Bargaining Tips for Retailers

Negotiation is an age-old practice that is still common in the marketplace in many countries today. In the United States, most consumers want to avoid the haggle and will simply accept the price on the tag. It is the successful retailer that has learned how to play the game of give and take with their suppliers. Learn how to negotiate with vendors at a buying show or market to receive the best pricing and terms on products with these negotiation tips.
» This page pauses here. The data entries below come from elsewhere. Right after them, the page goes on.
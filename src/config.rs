use std::net::Ipv4Addr;
use std::time::Duration;

use crate::error::{BusError, BusResult};
use crate::packet::HEADER_LEN;

/// Configuration for a bus instance. [`BusConfig::new`] fills in defaults
/// suitable for a LAN; [`BusConfig::validate`] is called by `open()`.
#[derive(Clone, Debug)]
pub struct BusConfig {
    /// Multicast group to join and publish to.
    pub group_addr: Ipv4Addr,
    pub group_port: u16,

    /// Local interface address used for binding and for the multicast join.
    /// `0.0.0.0` lets the OS pick.
    pub bind_addr: Ipv4Addr,

    /// Period for sender heartbeats. A heartbeat is only sent when DATA has
    /// been published since the previous one.
    pub heartbeat_interval: Duration,

    /// Grace period before a freshly detected gap becomes NAK-eligible, to
    /// absorb plain reordering.
    pub nak_initial_delay: Duration,
    /// First re-NAK interval; doubles per retry up to `nak_backoff_cap`.
    pub nak_backoff_base: Duration,
    pub nak_backoff_cap: Duration,
    /// When a gap is still open this long after detection, it is declared
    /// permanently lost and surfaced as a `Loss` event.
    pub nak_deadline: Duration,

    /// Number of sent packets retained per bus for retransmission. Packets
    /// evicted from the ring are unrecoverable by retransmit.
    pub retransmit_ring_size: usize,

    /// Idle time after which per-peer receive state is reclaimed.
    pub peer_idle_timeout: Duration,

    /// Upper bound for a whole datagram including headers. Must fit the
    /// path MTU; the protocol never fragments.
    pub max_packet_bytes: usize,

    pub multicast_ttl: u32,
    /// Whether the host's own multicast sends are looped back locally. The
    /// bus filters its own packets either way.
    pub multicast_loop: bool,

    /// Symmetric key for payload encryption; `None` sends cleartext.
    pub cipher_key: Option<Vec<u8>>,
}

impl BusConfig {
    pub fn new(group_addr: Ipv4Addr, group_port: u16) -> BusConfig {
        BusConfig {
            group_addr,
            group_port,
            bind_addr: Ipv4Addr::UNSPECIFIED,
            heartbeat_interval: Duration::from_secs(1),
            nak_initial_delay: Duration::from_millis(20),
            nak_backoff_base: Duration::from_millis(50),
            nak_backoff_cap: Duration::from_secs(1),
            nak_deadline: Duration::from_secs(5),
            retransmit_ring_size: 1024,
            peer_idle_timeout: Duration::from_secs(30),
            max_packet_bytes: 1400,
            multicast_ttl: 1,
            multicast_loop: true,
            cipher_key: None,
        }
    }

    pub fn validate(&self) -> BusResult<()> {
        if !self.group_addr.is_multicast() {
            return Err(BusError::Config(format!("{} is not a multicast address", self.group_addr)));
        }
        if self.retransmit_ring_size == 0 {
            return Err(BusError::Config("retransmit ring size must be positive".to_owned()));
        }
        if self.max_packet_bytes < HEADER_LEN + 64 || self.max_packet_bytes > 65507 {
            return Err(BusError::Config(format!(
                "max packet size {} is outside {}..=65507", self.max_packet_bytes, HEADER_LEN + 64
            )));
        }
        if self.heartbeat_interval.is_zero() {
            return Err(BusError::Config("heartbeat interval must be positive".to_owned()));
        }
        if self.nak_backoff_base.is_zero() || self.nak_backoff_cap < self.nak_backoff_base {
            return Err(BusError::Config("NAK backoff base must be positive and below the cap".to_owned()));
        }
        if self.nak_deadline < self.nak_initial_delay {
            return Err(BusError::Config("NAK deadline must not precede the initial delay".to_owned()));
        }
        if let Some(key) = &self.cipher_key {
            if key.is_empty() {
                return Err(BusError::InvalidKey);
            }
        }
        Ok(())
    }

    /// Granularity of the receive-side timer that drives NAK emission, loss
    /// deadlines and peer GC.
    pub(crate) fn timer_tick(&self) -> Duration {
        (self.nak_initial_delay / 2).max(Duration::from_millis(5))
    }
}

#[cfg(test)]
mod tests {
    use super::*;
    use rstest::rstest;

    fn valid() -> BusConfig {
        BusConfig::new(Ipv4Addr::new(239, 1, 2, 3), 7400)
    }

    #[test]
    fn test_defaults_are_valid() {
        assert!(valid().validate().is_ok());
    }

    #[rstest]
    #[case::not_multicast(|c: &mut BusConfig| c.group_addr = Ipv4Addr::new(10, 0, 0, 1))]
    #[case::zero_ring(|c: &mut BusConfig| c.retransmit_ring_size = 0)]
    #[case::tiny_packet(|c: &mut BusConfig| c.max_packet_bytes = 32)]
    #[case::oversized_packet(|c: &mut BusConfig| c.max_packet_bytes = 100_000)]
    #[case::zero_heartbeat(|c: &mut BusConfig| c.heartbeat_interval = Duration::ZERO)]
    #[case::inverted_backoff(|c: &mut BusConfig| c.nak_backoff_cap = Duration::from_millis(1))]
    #[case::empty_key(|c: &mut BusConfig| c.cipher_key = Some(vec![]))]
    fn test_validate_rejects(#[case] break_it: fn(&mut BusConfig)) {
        let mut config = valid();
        break_it(&mut config);
        assert!(config.validate().is_err());
    }
}
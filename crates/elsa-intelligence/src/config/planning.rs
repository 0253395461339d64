// ABOUTME: Meal tier and curriculum configuration
// ABOUTME: Calorie tiers select meal templates; cycle lengths drive curriculum tiling
//
// SPDX-License-Identifier: MIT OR Apache-2.0
// Copyright (c) 2025 ELSA Coaching

use elsa_core::constants::calendar::{WEEKS_PER_CYCLE, WEEKS_PER_MONTH};
use serde::{Deserialize, Serialize};

use super::error::ConfigError;

/// Meal template tier configuration
///
/// Scan rule: the smallest tier strictly greater than TEE wins; TEE at or
/// above every tier falls back to the largest.
#[derive(Debug, Clone, Serialize, Deserialize)]
pub struct MealTierConfig {
    /// Ascending kcal tiers
    pub calorie_tiers: Vec<u32>,
}

impl Default for MealTierConfig {
    fn default() -> Self {
        Self {
            calorie_tiers: vec![1350, 1600, 2000, 2399, 2700, 3050, 3450],
        }
    }
}

impl MealTierConfig {
    /// Validate the tier table
    ///
    /// # Errors
    ///
    /// Returns an error if the tiers are empty or not strictly ascending
    pub fn validate(&self) -> Result<(), ConfigError> {
        if self.calorie_tiers.is_empty() {
            return Err(ConfigError::MissingField("meals.calorie_tiers"));
        }
        if self.calorie_tiers.windows(2).any(|pair| pair[0] >= pair[1]) {
            return Err(ConfigError::InvalidRange(
                "meals.calorie_tiers must be strictly ascending",
            ));
        }
        Ok(())
    }
}

/// Curriculum tiling configuration
#[derive(Debug, Clone, Serialize, Deserialize)]
pub struct CurriculumConfig {
    /// Weeks a base cycle is expected to span; other spans are logged
    pub expected_cycle_weeks: u32,
    /// Weeks counted per membership month
    pub weeks_per_month: u32,
}

impl Default for CurriculumConfig {
    fn default() -> Self {
        Self {
            expected_cycle_weeks: WEEKS_PER_CYCLE,
            weeks_per_month: WEEKS_PER_MONTH,
        }
    }
}

impl CurriculumConfig {
    /// Validate the cycle lengths
    ///
    /// # Errors
    ///
    /// Returns an error if either length is zero
    pub const fn validate(&self) -> Result<(), ConfigError> {
        if self.expected_cycle_weeks == 0 || self.weeks_per_month == 0 {
            return Err(ConfigError::ValueOutOfRange(
                "Curriculum cycle lengths must be positive",
            ));
        }
        Ok(())
    }
}
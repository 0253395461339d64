// ABOUTME: Integration tests for environment-driven configuration loading
// ABOUTME: Tests ELSA_* rule-table overrides, validation failures, and service settings
//
// SPDX-License-Identifier: MIT OR Apache-2.0
// Copyright (c) 2025 ELSA Coaching
#![allow(clippy::unwrap_used, clippy::expect_used, clippy::panic)]
#![allow(missing_docs)]

use std::env;
use std::path::PathBuf;

use elsa_coach::config::{AppConfig, CoachingConfig, Environment};
use elsa_coach::intelligence::config::ConfigError;
use serial_test::serial;

const OVERRIDES: [&str; 5] = [
    "ELSA_MIN_HEIGHT_CM",
    "ELSA_DAILY_ACTIVITY_FACTOR",
    "ELSA_IDEAL_BMI",
    "ELSA_HEALTHY_BMI_LOW",
    "ELSA_WEEKS_PER_MONTH",
];

fn clear_overrides() {
    for name in OVERRIDES {
        env::remove_var(name);
    }
    env::remove_var("ELSA_ENVIRONMENT");
    env::remove_var("ELSA_CATALOG_PATH");
}

#[test]
#[serial]
fn test_load_without_overrides_matches_defaults() {
    clear_overrides();
    let config = CoachingConfig::load().unwrap();
    let defaults = CoachingConfig::default();

    assert!(
        (config.assessment.min_height_cm - defaults.assessment.min_height_cm).abs() < f64::EPSILON
    );
    assert_eq!(config.meals.calorie_tiers, defaults.meals.calorie_tiers);
}

#[test]
#[serial]
fn test_env_overrides_rule_tables() {
    clear_overrides();
    env::set_var("ELSA_MIN_HEIGHT_CM", "120");
    env::set_var("ELSA_DAILY_ACTIVITY_FACTOR", "0.25");

    let config = CoachingConfig::load().unwrap();
    assert!((config.assessment.min_height_cm - 120.0).abs() < f64::EPSILON);
    assert!((config.energy.expenditure.daily_activity_factor - 0.25).abs() < f64::EPSILON);

    clear_overrides();
}

#[test]
#[serial]
fn test_unparseable_override_is_parse_error() {
    clear_overrides();
    env::set_var("ELSA_IDEAL_BMI", "twenty");

    let error = CoachingConfig::load().unwrap_err();
    assert!(matches!(
        error,
        ConfigError::Parse(ref message) if message.contains("ELSA_IDEAL_BMI")
    ));

    clear_overrides();
}

#[test]
#[serial]
fn test_override_failing_validation_is_rejected() {
    clear_overrides();
    // Healthy range lower bound above the ideal BMI
    env::set_var("ELSA_HEALTHY_BMI_LOW", "30");

    assert!(CoachingConfig::load().is_err());

    clear_overrides();
}

#[test]
#[serial]
fn test_app_config_defaults() {
    clear_overrides();
    let config = AppConfig::from_env().unwrap();

    assert_eq!(config.environment, Environment::Development);
    assert_eq!(config.catalog_path, PathBuf::from("data/catalog.json"));
}

#[test]
#[serial]
fn test_app_config_reads_environment_and_catalog_path() {
    clear_overrides();
    env::set_var("ELSA_ENVIRONMENT", "prod");
    env::set_var("ELSA_CATALOG_PATH", "/srv/elsa/catalog.json");

    let config = AppConfig::from_env().unwrap();
    assert!(config.environment.is_production());
    assert_eq!(config.environment.to_string(), "production");
    assert_eq!(config.catalog_path, PathBuf::from("/srv/elsa/catalog.json"));

    clear_overrides();
}

#[test]
#[serial]
fn test_app_config_propagates_rule_table_errors() {
    clear_overrides();
    env::set_var("ELSA_WEEKS_PER_MONTH", "0");

    assert!(AppConfig::from_env().is_err());

    clear_overrides();
}

#[test]
fn test_environment_parsing_falls_back_to_development() {
    assert_eq!(Environment::from_str_or_default("TEST"), Environment::Testing);
    assert_eq!(Environment::from_str_or_default("staging"), Environment::Development);
}
// ABOUTME: ELSA CLI - command-line access to the coaching engine over a catalog snapshot
// ABOUTME: Locates clients in the curriculum, prints daily plans, curricula, and meal bills as JSON
//
// SPDX-License-Identifier: MIT OR Apache-2.0
// Copyright (c) 2025 ELSA Coaching
//!
//! Usage:
//! ```bash
//! # Where is the client in the curriculum today?
//! elsa-cli locate --profile profile.json
//!
//! # Today's cycling and gym sessions
//! elsa-cli --catalog data/catalog.json sessions --profile profile.json
//!
//! # Membership window status
//! elsa-cli status --profile profile.json
//!
//! # Daily nutrition plan at a given instant
//! elsa-cli nutrition --profile profile.json --now 2025-03-04T08:00:00Z
//!
//! # Full membership curriculum
//! elsa-cli curriculum --profile profile.json
//!
//! # Today's psychological plan
//! elsa-cli psychology --profile profile.json
//!
//! # Calorie bill of picked foods
//! elsa-cli bill --selections picks.json
//!
//! # Training window for a payment approved now
//! elsa-cli window --months 6
//! ```

mod commands;

use std::path::PathBuf;
use std::sync::Arc;

use anyhow::Result;
use chrono::{DateTime, Utc};
use clap::{Parser, Subcommand};
use elsa_coach::catalog::load_catalog;
use elsa_coach::config::AppConfig;
use elsa_coach::logging::LoggingConfig;
use elsa_coach::services::CoachingService;
use elsa_core::constants::service_names;
use tracing::info;

#[derive(Parser)]
#[command(
    name = "elsa-cli",
    about = "ELSA coaching engine CLI",
    long_about = "Command-line access to the ELSA coaching engine: calendar position, daily sessions, nutrition plans, curricula, and meal bills."
)]
struct Cli {
    #[command(subcommand)]
    command: Command,

    /// Catalog snapshot override (defaults to ELSA_CATALOG_PATH)
    #[arg(long, global = true)]
    catalog: Option<PathBuf>,

    /// Enable debug logging
    #[arg(long, short = 'v', global = true)]
    verbose: bool,
}

#[non_exhaustive]
#[derive(Subcommand)]
enum Command {
    /// Current day and week in the curriculum
    Locate {
        /// Profile JSON file
        #[arg(long)]
        profile: PathBuf,

        /// Instant to evaluate (RFC 3339, defaults to now)
        #[arg(long)]
        now: Option<DateTime<Utc>>,
    },

    /// Sessions scheduled for the current day
    Sessions {
        /// Profile JSON file
        #[arg(long)]
        profile: PathBuf,

        /// Instant to evaluate (RFC 3339, defaults to now)
        #[arg(long)]
        now: Option<DateTime<Utc>>,
    },

    /// Membership window and whether it is active
    Status {
        /// Profile JSON file
        #[arg(long)]
        profile: PathBuf,

        /// Instant to evaluate (RFC 3339, defaults to now)
        #[arg(long)]
        now: Option<DateTime<Utc>>,
    },

    /// Daily nutrition plan or health advisory
    Nutrition {
        /// Profile JSON file
        #[arg(long)]
        profile: PathBuf,

        /// Instant to evaluate (RFC 3339, defaults to now)
        #[arg(long)]
        now: Option<DateTime<Utc>>,
    },

    /// Psychological plan for the current day
    Psychology {
        /// Profile JSON file
        #[arg(long)]
        profile: PathBuf,

        /// Instant to evaluate (RFC 3339, defaults to now)
        #[arg(long)]
        now: Option<DateTime<Utc>>,
    },

    /// Curriculum for the whole membership
    Curriculum {
        /// Profile JSON file
        #[arg(long)]
        profile: PathBuf,
    },

    /// Calorie bill of picked foods
    Bill {
        /// JSON array of {slot, food_ids}
        #[arg(long)]
        selections: PathBuf,
    },

    /// Training window opened by a payment approval
    Window {
        /// Membership length in months (3, 6 or 12)
        #[arg(long)]
        months: u32,

        /// Approval instant (RFC 3339, defaults to now)
        #[arg(long)]
        approved_at: Option<DateTime<Utc>>,
    },
}

fn main() -> Result<()> {
    let cli = Cli::parse();

    let mut logging = LoggingConfig::from_env().with_service_name(service_names::ELSA_CLI);
    if cli.verbose {
        logging.level = "debug".to_owned();
    }
    logging.init()?;

    let config = AppConfig::from_env()?;

    // Window needs no catalog
    if let Command::Window {
        months,
        approved_at,
    } = cli.command
    {
        return commands::window(months, approved_at.unwrap_or_else(Utc::now));
    }

    let catalog_path = cli.catalog.unwrap_or(config.catalog_path);
    info!(catalog = %catalog_path.display(), "Loading catalog");
    let catalog = Arc::new(load_catalog(&catalog_path)?);
    let service = CoachingService::new(catalog, config.coaching);

    match cli.command {
        Command::Locate { profile, now } => {
            commands::locate(&service, &profile, now.unwrap_or_else(Utc::now))
        }
        Command::Sessions { profile, now } => {
            commands::sessions(&service, &profile, now.unwrap_or_else(Utc::now))
        }
        Command::Status { profile, now } => {
            commands::status(&service, &profile, now.unwrap_or_else(Utc::now))
        }
        Command::Nutrition { profile, now } => {
            commands::nutrition(&service, &profile, now.unwrap_or_else(Utc::now))
        }
        Command::Psychology { profile, now } => {
            commands::psychology(&service, &profile, now.unwrap_or_else(Utc::now))
        }
        Command::Curriculum { profile } => commands::curriculum(&service, &profile),
        Command::Bill { selections } => commands::bill(&service, &selections),
        Command::Window { .. } => Ok(()),
    }
}
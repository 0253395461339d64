// ABOUTME: Catalog snapshot loading from JSON seed files into the in-memory catalog
// ABOUTME: Distinguishes unreadable files, malformed JSON, and invalid reference data
//
// SPDX-License-Identifier: MIT OR Apache-2.0
// Copyright (c) 2025 ELSA Coaching

use std::fs;
use std::io;
use std::path::{Path, PathBuf};

use elsa_core::errors::{AppError, ErrorCode};
use elsa_intelligence::catalog::{CatalogSnapshot, InMemoryCatalog};
use thiserror::Error;
use tracing::info;

/// Catalog loading errors
#[derive(Debug, Error)]
pub enum CatalogLoadError {
    /// File could not be read
    #[error("Failed to read catalog {path}: {source}")]
    Io {
        /// Snapshot path
        path: PathBuf,
        /// Underlying I/O error
        source: io::Error,
    },

    /// File is not a valid snapshot document
    #[error("Failed to parse catalog {path}: {source}")]
    Parse {
        /// Snapshot path
        path: PathBuf,
        /// Underlying JSON error
        source: serde_json::Error,
    },

    /// Snapshot parsed but holds inconsistent reference data
    #[error("Invalid catalog data: {0}")]
    Invalid(#[from] AppError),
}

impl From<CatalogLoadError> for AppError {
    fn from(error: CatalogLoadError) -> Self {
        match error {
            CatalogLoadError::Invalid(inner) => {
                Self::new(ErrorCode::CatalogDataMissing, inner.message.clone())
                    .with_details(inner.context.details.clone())
                    .with_source(inner)
            }
            other => Self::config(other.to_string()).with_source(other),
        }
    }
}

/// Parse a snapshot document and index it
///
/// # Errors
///
/// Returns `Parse` for malformed JSON or `Invalid` for inconsistent data
pub fn parse_catalog(json: &str, path: &Path) -> Result<InMemoryCatalog, CatalogLoadError> {
    let snapshot: CatalogSnapshot =
        serde_json::from_str(json).map_err(|source| CatalogLoadError::Parse {
            path: path.to_path_buf(),
            source,
        })?;
    Ok(InMemoryCatalog::from_snapshot(snapshot)?)
}

/// Load the catalog snapshot at `path`
///
/// # Errors
///
/// Returns `Io` if the file cannot be read, otherwise see [`parse_catalog`]
pub fn load_catalog(path: &Path) -> Result<InMemoryCatalog, CatalogLoadError> {
    let json = fs::read_to_string(path).map_err(|source| CatalogLoadError::Io {
        path: path.to_path_buf(),
        source,
    })?;
    let catalog = parse_catalog(&json, path)?;
    info!(
        path = %path.display(),
        plans = catalog.plan_count(),
        "Loaded catalog snapshot"
    );
    Ok(catalog)
}
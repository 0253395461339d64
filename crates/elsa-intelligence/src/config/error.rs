// ABOUTME: Configuration error types for coaching rule-table validation
// ABOUTME: Covers unordered thresholds, shares that do not sum to one, and bad env overrides
//
// SPDX-License-Identifier: MIT OR Apache-2.0
// Copyright (c) 2025 ELSA Coaching

use elsa_core::errors::AppError;
use thiserror::Error;

/// Configuration-related errors
#[derive(Debug, Error)]
pub enum ConfigError {
    /// Thresholds not strictly ascending, or lower bound not below upper bound
    #[error("Invalid range: {0}")]
    InvalidRange(&'static str),

    /// Required table is empty
    #[error("Missing required field: {0}")]
    MissingField(&'static str),

    /// Failed to parse an override value
    #[error("Parse error: {0}")]
    Parse(String),

    /// Shares don't sum to 1.0
    #[error("Invalid weights: {0}")]
    InvalidWeights(&'static str),

    /// Numeric value outside valid range for parameter
    #[error("Value out of range: {0}")]
    ValueOutOfRange(&'static str),
}

impl From<ConfigError> for AppError {
    fn from(error: ConfigError) -> Self {
        Self::config_invalid(error.to_string()).with_source(error)
    }
}
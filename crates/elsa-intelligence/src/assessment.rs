// ABOUTME: Body assessment from biometrics: BMI status, healthy weight range, daily liquid need
// ABOUTME: Flags weight goals outside the healthy BMI band as advisories instead of errors
//
// SPDX-License-Identifier: MIT OR Apache-2.0
// Copyright (c) 2025 ELSA Coaching

use elsa_core::constants::energy::{CM_PER_METER, ML_PER_LITER};
use elsa_core::models::Biometrics;
use serde::{Deserialize, Serialize};
use tracing::warn;

use crate::config::AssessmentConfig;
use crate::energy::round2;

/// BMI classification
#[derive(Debug, Clone, Copy, Serialize, Deserialize, PartialEq, Eq)]
#[serde(rename_all = "SCREAMING_SNAKE_CASE")]
pub enum BodyStatus {
    /// BMI below 18.4
    Underweight,
    /// BMI below 24.9
    Normal,
    /// BMI below 29.9
    Overweight,
    /// BMI below 34.9
    ObesityType1,
    /// BMI below 39.9
    ObesityType2,
    /// Anything above
    MorbidObesity,
}

/// Weight range that keeps BMI healthy for the client's height
#[derive(Debug, Clone, Copy, Serialize, Deserialize, PartialEq)]
pub struct HealthyWeightRange {
    /// Lowest healthy weight (kg)
    pub lower_kg: f64,
    /// Ideal weight (kg)
    pub ideal_kg: f64,
    /// Highest healthy weight (kg)
    pub upper_kg: f64,
}

/// Derived body figures
#[derive(Debug, Clone, Copy, Serialize, Deserialize, PartialEq)]
pub struct BodyAssessment {
    /// Height used for BMI (m), after the minimum-height guard
    pub height_m: f64,
    /// Current BMI
    pub bmi: f64,
    /// BMI at the goal weight
    pub goal_bmi: f64,
    /// Classification of the current BMI
    pub status: BodyStatus,
    /// Classification of the goal BMI
    pub goal_status: BodyStatus,
    /// Healthy weight range
    pub healthy_weight: HealthyWeightRange,
    /// Daily liquid requirement (l), 2 decimals
    pub liquid_liters: f64,
}

/// Advisory raised when the goal weight is unhealthy
#[derive(Debug, Clone, Copy, Serialize, Deserialize, PartialEq)]
#[serde(tag = "kind", rename_all = "SCREAMING_SNAKE_CASE")]
pub enum HealthWarning {
    /// Goal BMI below the healthy minimum
    GoalTooLow {
        /// BMI at the goal weight
        goal_bmi: f64,
        /// Lowest healthy BMI
        healthy_bmi_low: f64,
    },
    /// Goal BMI above the healthy maximum
    GoalTooHigh {
        /// BMI at the goal weight
        goal_bmi: f64,
        /// Highest healthy BMI
        healthy_bmi_high: f64,
    },
}

impl HealthWarning {
    /// Copy with the goal BMI rounded to 2 decimals
    #[must_use]
    pub fn rounded(self) -> Self {
        match self {
            Self::GoalTooLow {
                goal_bmi,
                healthy_bmi_low,
            } => Self::GoalTooLow {
                goal_bmi: round2(goal_bmi),
                healthy_bmi_low,
            },
            Self::GoalTooHigh {
                goal_bmi,
                healthy_bmi_high,
            } => Self::GoalTooHigh {
                goal_bmi: round2(goal_bmi),
                healthy_bmi_high,
            },
        }
    }

    /// Message shown to the client
    #[must_use]
    pub const fn message(&self) -> &'static str {
        match self {
            Self::GoalTooLow { .. } => {
                "The weight goal is too low for a healthy BMI, please choose a higher goal"
            }
            Self::GoalTooHigh { .. } => {
                "The weight goal is too high for a healthy BMI, please choose a lower goal"
            }
        }
    }
}

/// Status for `bmi`
#[must_use]
pub fn classify_bmi(bmi: f64, config: &AssessmentConfig) -> BodyStatus {
    config
        .bmi_bands
        .iter()
        .find(|band| band.upper_bound > bmi)
        .map_or(config.fallback_status, |band| band.status)
}

/// Assess validated biometrics
#[must_use]
pub fn assess_body(biometrics: &Biometrics, config: &AssessmentConfig) -> BodyAssessment {
    let height_cm = if biometrics.height_cm < config.min_height_cm {
        warn!(
            height_cm = biometrics.height_cm,
            min_height_cm = config.min_height_cm,
            "Height below minimum, clamping for BMI"
        );
        config.min_height_cm
    } else {
        biometrics.height_cm
    };
    let height_m = height_cm / CM_PER_METER;
    let height_squared = height_m * height_m;
    let bmi = biometrics.weight_kg / height_squared;

    let goal_bmi = biometrics.weight_goal_kg / height_squared;

    BodyAssessment {
        height_m,
        bmi,
        goal_bmi,
        status: classify_bmi(bmi, config),
        goal_status: classify_bmi(goal_bmi, config),
        healthy_weight: HealthyWeightRange {
            lower_kg: config.healthy_bmi_low * height_squared,
            ideal_kg: config.ideal_bmi * height_squared,
            upper_kg: config.healthy_bmi_high * height_squared,
        },
        liquid_liters: round2(config.liquid_ml_per_kg * biometrics.weight_kg / ML_PER_LITER),
    }
}

impl BodyAssessment {
    /// Copy with every figure rounded to 2 decimals for display
    #[must_use]
    pub fn rounded(&self) -> Self {
        Self {
            height_m: round2(self.height_m),
            bmi: round2(self.bmi),
            goal_bmi: round2(self.goal_bmi),
            healthy_weight: HealthyWeightRange {
                lower_kg: round2(self.healthy_weight.lower_kg),
                ideal_kg: round2(self.healthy_weight.ideal_kg),
                upper_kg: round2(self.healthy_weight.upper_kg),
            },
            ..*self
        }
    }

    /// Advisory for an unhealthy goal, if any
    #[must_use]
    pub fn goal_warning(&self, config: &AssessmentConfig) -> Option<HealthWarning> {
        if self.goal_bmi < config.healthy_bmi_low {
            Some(HealthWarning::GoalTooLow {
                goal_bmi: self.goal_bmi,
                healthy_bmi_low: config.healthy_bmi_low,
            })
        } else if self.goal_bmi > config.healthy_bmi_high {
            Some(HealthWarning::GoalTooHigh {
                goal_bmi: self.goal_bmi,
                healthy_bmi_high: config.healthy_bmi_high,
            })
        } else {
            None
        }
    }
}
  1. Prepare Well. Being prepared and informed is the greatest advantage a retailer can have going into vendor negotiations. Learn as much about the supplier and its products as possible. How do their prices compare to the competition? What level of service do they provide their customers? Vendor negotiation preparation also includes setting goals to determine what you want and what you can live with.
  2. Always Tell the Truth. Deception tactics, such as bluffing or falsification, may do more damage than good in the vendor negotiation process. Lying is not only unethical, but it can be difficult to maintain. While being honest, be careful not to give away your bargaining power. It's not necessary to tell everything you know, but when you do tell... tell the truth.
  3. Show Your Potential. If you are meeting with a potential vendor for the first time, odds are he/she may know nothing about your company. Begin the negotiation with some history about your retail business. Explain any future expansion plans and let the vendor know how doing business with you will help them.
  4. Ask About Incentives. The whole idea behind negotiating with manufacturers and suppliers is to receive the best price, payment terms, advertising allowances and even exclusivity. Start by asking what incentives you qualify for and let the negotiations begin from there. Don't be afraid to ask for what you want. Make sure you get some dating on your invoices as well. 
  5. Mention the Competition. It is okay to mention the vendor's competition in the negotiation process but don't disclose any pricing or other confidential details. There is nothing wrong with letting a supplier know their competitor is in a good position, whether it is real or perceived. In my stores, we often showed the vendor a report of the performance of the competition so they know their potential in our stores. 
  6. Find a Fair Compromise. Just like the retailer, the vendor must make a profit to stay in business. Vendor relations should be treated as collaboration rather than conquest. As you negotiate a good deal for your retail business, consider the outcome for the supplier.
  7. Think Long Term. Establishing a solid, trustworthy relationship with a supplier can only help your retail business. Vendors, who feel the customer will be loyal, may concede to even more incentives in order to maintain a long-term partnership.
  8. Take Your Time. Never feel pressured to buy from a salesman. If you're not satisfied with the negotiating process, ask for time to think about the offer.
  9. Get it in WritingAs the negotiation process comes to a close, make sure the offer is put to paper. Don't sign any sales contract unless it matches the verbal agreement.
  10. Practice. Drill. Rehearse. Not everyone is a natural negotiator. It takes time to learn when to speak, when to be silent and how to read body language. The more you negotiate and sharpen your skills, the better you'll get.

1
Create a Win Win

 One bonus tip is to make sure it is a win - win for the retailer and the vendor. If the vendor feels like they had to do all the compromising and giving, the next time you sit down, they will be very inflexible. 

2
Involve Your Customers

In my store, I had a customer advisory council that reviewed my buying decisions. I used to share a picture of them with my vendors and told them about their role in the decision process. in some cases, I would tell them I loved them (vendor) but love my customers more so could not do what the vendor was asking.